== YOUR TASK ==
From the entries below, gather every line containing the string "async".

(Stored data)

=======

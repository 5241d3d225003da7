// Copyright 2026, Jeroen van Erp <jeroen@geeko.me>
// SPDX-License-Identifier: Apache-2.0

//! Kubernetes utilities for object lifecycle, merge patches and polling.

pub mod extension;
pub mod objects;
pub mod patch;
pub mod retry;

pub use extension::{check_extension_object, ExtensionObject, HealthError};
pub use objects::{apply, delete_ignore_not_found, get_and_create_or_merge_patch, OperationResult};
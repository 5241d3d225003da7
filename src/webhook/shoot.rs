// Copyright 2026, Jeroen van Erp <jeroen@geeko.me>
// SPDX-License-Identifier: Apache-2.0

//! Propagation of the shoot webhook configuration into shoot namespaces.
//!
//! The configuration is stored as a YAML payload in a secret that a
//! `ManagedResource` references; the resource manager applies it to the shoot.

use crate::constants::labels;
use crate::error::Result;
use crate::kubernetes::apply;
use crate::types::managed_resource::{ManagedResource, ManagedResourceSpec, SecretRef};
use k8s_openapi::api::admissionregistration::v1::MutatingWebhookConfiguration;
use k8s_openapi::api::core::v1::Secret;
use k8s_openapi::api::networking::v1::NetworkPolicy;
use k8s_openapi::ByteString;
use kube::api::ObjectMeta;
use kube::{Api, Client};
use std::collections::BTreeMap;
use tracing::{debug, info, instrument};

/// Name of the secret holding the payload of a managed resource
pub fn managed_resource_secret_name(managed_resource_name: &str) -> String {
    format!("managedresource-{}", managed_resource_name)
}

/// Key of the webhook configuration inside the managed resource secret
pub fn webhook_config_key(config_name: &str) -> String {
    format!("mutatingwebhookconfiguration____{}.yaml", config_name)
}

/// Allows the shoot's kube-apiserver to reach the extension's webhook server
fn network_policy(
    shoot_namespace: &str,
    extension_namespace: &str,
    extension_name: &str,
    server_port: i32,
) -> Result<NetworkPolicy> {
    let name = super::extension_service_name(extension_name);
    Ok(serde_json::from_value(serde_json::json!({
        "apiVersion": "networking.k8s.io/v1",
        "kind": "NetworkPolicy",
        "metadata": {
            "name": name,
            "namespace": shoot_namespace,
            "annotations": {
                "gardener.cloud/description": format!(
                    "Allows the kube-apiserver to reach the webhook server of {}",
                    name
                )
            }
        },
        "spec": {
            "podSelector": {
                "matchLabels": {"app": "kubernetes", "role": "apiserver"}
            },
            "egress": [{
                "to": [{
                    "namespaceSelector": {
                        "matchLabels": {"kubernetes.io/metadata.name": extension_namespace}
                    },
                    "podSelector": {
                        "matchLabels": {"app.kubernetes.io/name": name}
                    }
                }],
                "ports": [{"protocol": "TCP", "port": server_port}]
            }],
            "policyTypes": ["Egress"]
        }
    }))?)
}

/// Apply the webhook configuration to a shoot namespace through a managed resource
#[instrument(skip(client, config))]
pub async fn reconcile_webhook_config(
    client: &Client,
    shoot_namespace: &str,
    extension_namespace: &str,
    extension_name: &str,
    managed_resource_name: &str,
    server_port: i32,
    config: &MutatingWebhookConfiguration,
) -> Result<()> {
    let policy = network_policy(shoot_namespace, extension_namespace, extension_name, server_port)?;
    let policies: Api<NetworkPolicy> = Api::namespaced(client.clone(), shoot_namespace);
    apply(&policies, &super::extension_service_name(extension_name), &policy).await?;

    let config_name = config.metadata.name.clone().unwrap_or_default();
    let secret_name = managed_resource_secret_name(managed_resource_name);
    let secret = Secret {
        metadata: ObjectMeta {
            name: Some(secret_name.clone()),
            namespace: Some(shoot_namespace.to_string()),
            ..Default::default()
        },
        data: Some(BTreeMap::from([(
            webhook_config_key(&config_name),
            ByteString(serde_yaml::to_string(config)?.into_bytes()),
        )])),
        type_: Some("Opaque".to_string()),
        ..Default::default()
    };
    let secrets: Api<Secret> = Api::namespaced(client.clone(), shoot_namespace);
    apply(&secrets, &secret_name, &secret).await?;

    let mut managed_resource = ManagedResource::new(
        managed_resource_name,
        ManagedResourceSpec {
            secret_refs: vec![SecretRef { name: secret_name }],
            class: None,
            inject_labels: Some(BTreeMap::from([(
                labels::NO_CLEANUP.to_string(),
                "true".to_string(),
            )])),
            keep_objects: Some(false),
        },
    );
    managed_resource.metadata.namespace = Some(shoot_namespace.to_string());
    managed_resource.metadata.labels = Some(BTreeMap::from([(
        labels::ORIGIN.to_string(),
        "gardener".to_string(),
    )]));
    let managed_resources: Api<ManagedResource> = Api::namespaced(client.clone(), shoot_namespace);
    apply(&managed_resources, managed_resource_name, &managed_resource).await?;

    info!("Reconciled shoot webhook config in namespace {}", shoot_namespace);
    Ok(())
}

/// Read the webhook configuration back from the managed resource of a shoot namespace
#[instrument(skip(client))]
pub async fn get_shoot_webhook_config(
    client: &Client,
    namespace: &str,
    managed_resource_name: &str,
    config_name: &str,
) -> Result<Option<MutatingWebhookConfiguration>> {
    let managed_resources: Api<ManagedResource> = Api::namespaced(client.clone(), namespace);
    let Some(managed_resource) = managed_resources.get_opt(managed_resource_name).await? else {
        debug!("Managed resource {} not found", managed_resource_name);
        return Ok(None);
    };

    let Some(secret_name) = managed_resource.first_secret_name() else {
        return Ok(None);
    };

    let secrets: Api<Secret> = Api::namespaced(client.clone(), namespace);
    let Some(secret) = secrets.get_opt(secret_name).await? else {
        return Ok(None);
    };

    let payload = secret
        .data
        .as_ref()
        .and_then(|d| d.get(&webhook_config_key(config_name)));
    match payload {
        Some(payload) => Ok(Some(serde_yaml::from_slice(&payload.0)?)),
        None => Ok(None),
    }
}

=======

== WRITTEN REPLY ==
pub async fn reconcile_webhook_config(
pub async fn get_shoot_webhook_config(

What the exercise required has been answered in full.